Grounded in a longtime fantasy of the artist’s–an idea of an exhibition setup that would lavishly meet their access needs–this project developed around a conveyor belt. Embraced for its efficiency and mechanized transport of goods (even sushi), this equipment is reappropriated here as a vehicle for cultivating a more relaxed museum-going experience. The conveyor belt brings artwork to audience members, who are invited to sit on comfortable furniture and engage with a parade of objects through any combination of touch, sight, and sound.
Sharing the work of seven artists who have influenced Shannon’s practice, Don’t mind if I do blurs boundaries between public and private. It puts representations of everyday life that are usually tucked away at home on display. Plastic pill bottles scattered across nightstands share space with a tissue box cover that reminds us of moments of sickness and sadness. Sculptural snapshots of an intimate interspecies bond sit beside gender-affirming packers that feel most at home tucked inside our clothes. They signify illness, reveal systems of support, and are used in play.
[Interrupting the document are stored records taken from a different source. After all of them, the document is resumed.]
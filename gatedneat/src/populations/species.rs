use crate::Organism;

use serde::{Deserialize, Serialize};

use std::fmt;

/// Species identifier. Species are numbered
/// in order of appearance over the whole run.
#[derive(
    Debug, Clone, Copy, PartialEq, Eq, PartialOrd, Ord, Hash, Serialize, Deserialize,
)]
pub struct SpeciesID(pub usize);

impl fmt::Display for SpeciesID {
    fn fmt(&self, f: &mut fmt::Formatter<'_>) -> fmt::Result {
        write!(f, "species {}", self.0)
    }
}

/// The surviving members of a species after culling,
/// which are the parents of the next generation.
///
/// Members are sorted by decreasing fitness, so
/// the first is the species' champion.
#[derive(Debug, Clone)]
pub struct Species {
    id: SpeciesID,
    members: Vec<Organism>,
    average_fitness: f64,
}

impl Species {
    /// Culls `members` down to the top `elite_percentage`,
    /// keeping at least two if there are two or more, and
    /// records the survivors' average fitness.
    ///
    /// Returns `None` if `members` is empty.
    ///
    /// # Examples
    /// ```
    /// use gatedneat::genomics::Genome;
    /// use gatedneat::populations::{Species, SpeciesID};
    /// use gatedneat::Organism;
    ///
    /// let members = (0..10)
    ///     .map(|i| {
    ///         let mut o = Organism::with_id(i, Genome::empty());
    ///         o.set_fitness(i as f64);
    ///         o
    ///     })
    ///     .collect();
    ///
    /// let species = Species::cull(SpeciesID(0), members, 0.3).unwrap();
    /// assert_eq!(species.members().len(), 3);
    /// assert_eq!(species.champion().fitness(), 9.0);
    /// assert_eq!(species.average_fitness(), 8.0);
    /// ```
    pub fn cull(id: SpeciesID, mut members: Vec<Organism>, elite_percentage: f64) -> Option<Species> {
        if members.is_empty() {
            return None;
        }
        members.sort_by(|a, b| b.fitness().total_cmp(&a.fitness()));
        let survivors = match members.len() {
            1 => 1,
            len => ((len as f64 * elite_percentage) as usize).clamp(2, len),
        };
        members.truncate(survivors);
        let average_fitness =
            members.iter().map(|o| o.fitness()).sum::<f64>() / members.len() as f64;
        Some(Species {
            id,
            members,
            average_fitness,
        })
    }

    /// Returns the species' ID.
    pub fn id(&self) -> SpeciesID {
        self.id
    }

    /// Returns the surviving members, fittest first.
    pub fn members(&self) -> &[Organism] {
        &self.members
    }

    /// Returns the species' best member.
    pub fn champion(&self) -> &Organism {
        // Species are never empty.
        &self.members[0]
    }

    /// Returns the survivors' average fitness.
    pub fn average_fitness(&self) -> f64 {
        self.average_fitness
    }
}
Don’t mind if I do destabilizes rigid ableist and exclusionary museum “best practices” like sparse seating, untouchable objects, dense wall labels, and guards who protect rather than invite engagement. It is a project built upon a framework of flexibility. By welcoming glitches, inviting informality and messiness, and unsettling the hierarchy of objects, Don’t mind if I do prioritizes people over artwork and makes more room for us to show up as our full selves.
A NOTE FROM FINNEGAN SHANNON:
This project is the realization of my access fantasy !!
I’m disabled and I need to sit and I love to sit. I’ve been dreaming about an exhibition where instead of having to move from artwork to artwork, I could sit somewhere comfortable and have the artwork come to me. So voilà! A conveyor belt of artworks surrounded by a variety of seating options.
When planning this project, a big question was: what artwork should the conveyor carry? The artists, writers, and thinkers featured nourish my life and practice, and I can’t resist a chance to share their work. Each of the objects presented asks for varied ways of interacting and opens up possibilities for how and what an artwork can convey.
Don’t mind if I do,
The Lewis Gallery is accessible via elevator. Accessible gendered bathrooms are on the ground level and single-stall gender-neutral bathrooms are located on the third floor. All the artwork in this show can be touched. Seating and audio description are both available as a part of the show. The conveyor belt motor makes a soft but high-pitched ringing sound; we have disposable earplugs available. The space will have three air purifiers. Please wear a mask when visiting this exhibition in solidarity with the artists and your fellow visitors.